77 points | by debo_ 3 hours ago

13 comments

  • guessmyname 1 hour ago
    I think this is a good idea.

    Almost every time I get a call from TELUS about a new service or promotion, it’s someone from the Philippines or India. A lot of them speak English fluently, but the accent and phrasing can be pretty different from what I’m used to, and I don’t always catch everything they’re saying. Sometimes I feel like I’m guessing a big chunk of the conversation, which makes me not want to engage, especially on sales calls.

    It matters more when I’m the one calling them for billing or technical support. In those cases, clarity really counts, and it can get frustrating when I have to keep asking for repeats or try to piece things together.

    Honestly, I’d love something like this for my own speech too. I’m Japanese and have a fairly strong accent, and it would be nice if people could understand me more easily without having to guess.

    • al_borland 1 hour ago
      Changing an accent doesn’t change the content the person on the other end receives it with. Most of my issues with overseas support is that they have no real context for my problem. It’s not just a language barrier, it’s a culture barrier.

      When calling support in my own country it is much faster and easier, because they intuitively understand the type of issue I’m having and can better relate. I question if changing the voice would make it more frustrating, as I’d have similar issues without the obvious explanation as to why it’s happening.

      • Fogest 1 hour ago
        The other issue is that this further incentivizes companies to off-shore their support. A lot of the reason companies don't use it comes back to the reputational style issue. Where people don't want to feel like they are getting crappy support and having to deal with not understanding people.

        This is a different kind of way of using AI to eliminate local jobs and allow them to more easily outsource it to countries with low labour costs and poor labour conditions.

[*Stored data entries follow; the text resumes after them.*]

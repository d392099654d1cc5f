//! Per-level attempt state machine
//!
//! Owns one shape, at most one live stroke, the cut budget, and the level
//! countdown. The surrounding platform layer feeds pointer events and a
//! clock in; everything here is deterministic for the same event sequence.

use glam::Vec2;

use super::score::{Grade, grade, score};
use super::shape::Shape;
use super::split::{SplitResult, compute_split};
use super::stroke::Stroke;
use crate::consts::{MAX_TIME_BONUS, MIN_STROKE_REACH};
use crate::levels::{LevelConfig, shape_for_level};

/// Current phase of a level attempt
#[derive(Debug, Clone, Copy, PartialEq, Eq)]
pub enum SessionPhase {
    /// Waiting for a gesture to start
    Ready,
    /// A stroke is being captured
    Cutting,
    /// A cut was scored; terminal for this attempt
    Resolved,
    /// The countdown expired before a scoreable cut; terminal
    TimeUp,
}

/// A scored cut
#[derive(Debug, Clone, Copy, PartialEq)]
pub struct CutScore {
    pub split: SplitResult,
    pub score: f32,
    pub grade: Grade,
    pub time_bonus: f32,
}

/// Result of ending a stroke
#[derive(Debug, Clone, Copy, PartialEq)]
pub enum CutOutcome {
    /// Gesture reach below the minimum; discarded, no cut consumed
    TooShort,
    /// Stroke never crossed the fruit (or sampling found nothing to
    /// split); discarded, no cut consumed
    Missed,
    /// A scoreable cut
    Cut(CutScore),
}

/// State for one attempt at one level
#[derive(Debug, Clone)]
pub struct LevelSession {
    config: LevelConfig,
    shape: Shape,
    stroke: Option<Stroke>,
    phase: SessionPhase,
    cuts_remaining: u32,
    time_remaining: f32,
    last_cut: Option<CutScore>,
}

impl LevelSession {
    /// Start an attempt: build the level's shape for the given canvas and
    /// arm the cut budget and countdown.
    pub fn new(config: &LevelConfig, canvas_width: f32, canvas_height: f32) -> Self {
        let shape = shape_for_level(config, canvas_width, canvas_height);
        log::info!(
            "level {} started: {:?} fruit, {}s, {} cut(s)",
            config.level,
            config.fruit,
            config.time_limit,
            config.cuts_allowed,
        );
        Self {
            shape,
            stroke: None,
            phase: SessionPhase::Ready,
            cuts_remaining: config.cuts_allowed,
            time_remaining: config.time_limit,
            last_cut: None,
            config: config.clone(),
        }
    }

    #[inline]
    pub fn phase(&self) -> SessionPhase {
        self.phase
    }

    #[inline]
    pub fn shape(&self) -> &Shape {
        &self.shape
    }

    /// The stroke currently being captured, for renderer feedback
    #[inline]
    pub fn active_stroke(&self) -> Option<&Stroke> {
        self.stroke.as_ref()
    }

    #[inline]
    pub fn cuts_remaining(&self) -> u32 {
        self.cuts_remaining
    }

    #[inline]
    pub fn time_remaining(&self) -> f32 {
        self.time_remaining
    }

    /// The scored cut, once the session is Resolved
    #[inline]
    pub fn last_cut(&self) -> Option<&CutScore> {
        self.last_cut.as_ref()
    }

    /// Whether the resolved cut meets the level's target score
    pub fn passed(&self) -> bool {
        self.last_cut
            .map(|cut| cut.score >= self.config.target_score)
            .unwrap_or(false)
    }

    /// Advance the countdown by `dt` seconds. The clock only runs while
    /// the player can still act; expiry discards any live stroke.
    pub fn tick(&mut self, dt: f32) {
        match self.phase {
            SessionPhase::Ready | SessionPhase::Cutting => {
                self.time_remaining -= dt;
                if self.time_remaining <= 0.0 {
                    self.time_remaining = 0.0;
                    self.stroke = None;
                    self.phase = SessionPhase::TimeUp;
                    log::info!("level {}: time up", self.config.level);
                }
            }
            SessionPhase::Resolved | SessionPhase::TimeUp => {}
        }
    }

    /// Start capturing a gesture. Ignored unless the session is Ready.
    pub fn begin_stroke(&mut self, p: Vec2) {
        if self.phase != SessionPhase::Ready {
            return;
        }
        self.stroke = Some(Stroke::begin(p));
        self.phase = SessionPhase::Cutting;
    }

    /// Append a sampled gesture point. Ignored unless capturing.
    pub fn extend_stroke(&mut self, p: Vec2) {
        if self.phase != SessionPhase::Cutting {
            return;
        }
        if let Some(stroke) = self.stroke.as_mut() {
            stroke.extend(p);
        }
    }

    /// Freeze and evaluate the live stroke. Returns `None` when no stroke
    /// is being captured.
    pub fn end_stroke(&mut self) -> Option<CutOutcome> {
        if self.phase != SessionPhase::Cutting {
            return None;
        }
        let stroke = self.stroke.take()?;

        if stroke.reach() < MIN_STROKE_REACH {
            log::debug!("stroke rejected: reach {:.1} px", stroke.reach());
            self.phase = SessionPhase::Ready;
            return Some(CutOutcome::TooShort);
        }

        let Some(split) = compute_split(&self.shape, &stroke) else {
            log::debug!("stroke rejected: no cut through the fruit");
            self.phase = SessionPhase::Ready;
            return Some(CutOutcome::Missed);
        };

        self.cuts_remaining = self.cuts_remaining.saturating_sub(1);

        let time_bonus =
            (self.time_remaining / self.config.time_limit * MAX_TIME_BONUS).round();
        let cut = CutScore {
            split,
            score: score(split.deviation, self.config.bands, time_bonus),
            grade: grade(split.deviation, self.config.bands),
            time_bonus,
        };
        log::info!(
            "level {}: {:.1}/{:.1} split, deviation {:.2}, score {:.1} ({})",
            self.config.level,
            split.left_percent,
            split.right_percent,
            split.deviation,
            cut.score,
            cut.grade.as_str(),
        );

        self.last_cut = Some(cut);
        self.phase = SessionPhase::Resolved;
        Some(CutOutcome::Cut(cut))
    }
}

        While I would appreciate being able to understand them better, I would not at all support this. You could maybe make an argument that using this with local staff could have some merit. As at least then they are not exploiting cheap foreign labour. There are still people living within the country of the caller who may still have strong accents like in the example you gave about yourself.

      • timcobb 57 minutes ago
        How unique are our problems? They have utilities, airlines, etc in India. Everything you'd talk to a support agent with is basically the same globally, and if not, can easily be explained to a person who hasn't been living in a yurt and burning yak dung for fuel; and tbh I think you could explain return processes to those folks as well.
        • al_borland 25 minutes ago
          I’ve spent time in India, and while they have many of the same things, they sometimes operate very differently. I assume call centers don’t pay that much, so it’s very possible that while India has certain things, the people I’m talking to have limited access.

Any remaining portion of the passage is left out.